Taoiseach Leo Varadkar. Picture: Collins

Collins Dublin, Gareth Chaney

Taoiseach Leo Varadkar. Picture: Collins

PUTTING a new coalition government in place would not necessarily help the battle against the coronavirus, the Taoiseach Leo Varadkar has insisted.

Mr Varadkar said the current Government was properly constituted and empowered to go on in office and meet all the challenges of the virus.

He said that a change of government could generate confusion for weeks with 20 or 30 new ministers being appointed, followed by new advisers, and the need to make new relationships with civil servants.

He said a change of government required all kinds of adjustments in the system and could “take weeks.”

“I’ve seen some suggestions that we have a ‘national government’ for a temporary period and then a new government. I think having that kind of disruption twice in the period of a few months is not wise quite frankly,” Mr Varadkar said.
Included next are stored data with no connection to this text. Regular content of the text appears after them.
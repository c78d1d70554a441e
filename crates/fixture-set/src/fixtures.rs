//! Fixture files, sets and creation.
//!
//! - [`FixtureParser`] reads YAML/JSON fixture files into [`FixtureFile`]s
//! - [`FixtureSet`] turns a file into documents with deterministic ids
//! - [`FixtureLoader`] writes sets into a [`DocumentBackend`](crate::backend::DocumentBackend)

pub mod format;
pub mod loader;
pub mod parser;
pub mod set;

pub use format::{FixtureEntry, FixtureFile, FixtureFormat};
pub use loader::{FixtureLoader, discover_set_names, resolve_fixture_file};
pub use parser::FixtureParser;
pub use set::{BuildOptions, Fixture, FixtureSet, accessor_name, default_collection, identify};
The Taoiseach was speaking after a special Cabinet subcommittee meeting on the coronavirus crisis but before talke on the government issue with Fianna Fáil leader, Micheál Martin. He said Fine Gael still believed that the majority of the opposition parties in the Dáil should get enough time to form a coalition - and his party would only enter government “in extremis if they were wanted and needed.”

The Taoiseach was due to hold talks with Micheál Martin last night and contacts will continue throughout this week between the various parties. But since the Taoiseach and most of his ministers will spend the latter end of the week abroad at St Patrick’s Day functions in the USA not much progress is expected until after March 17.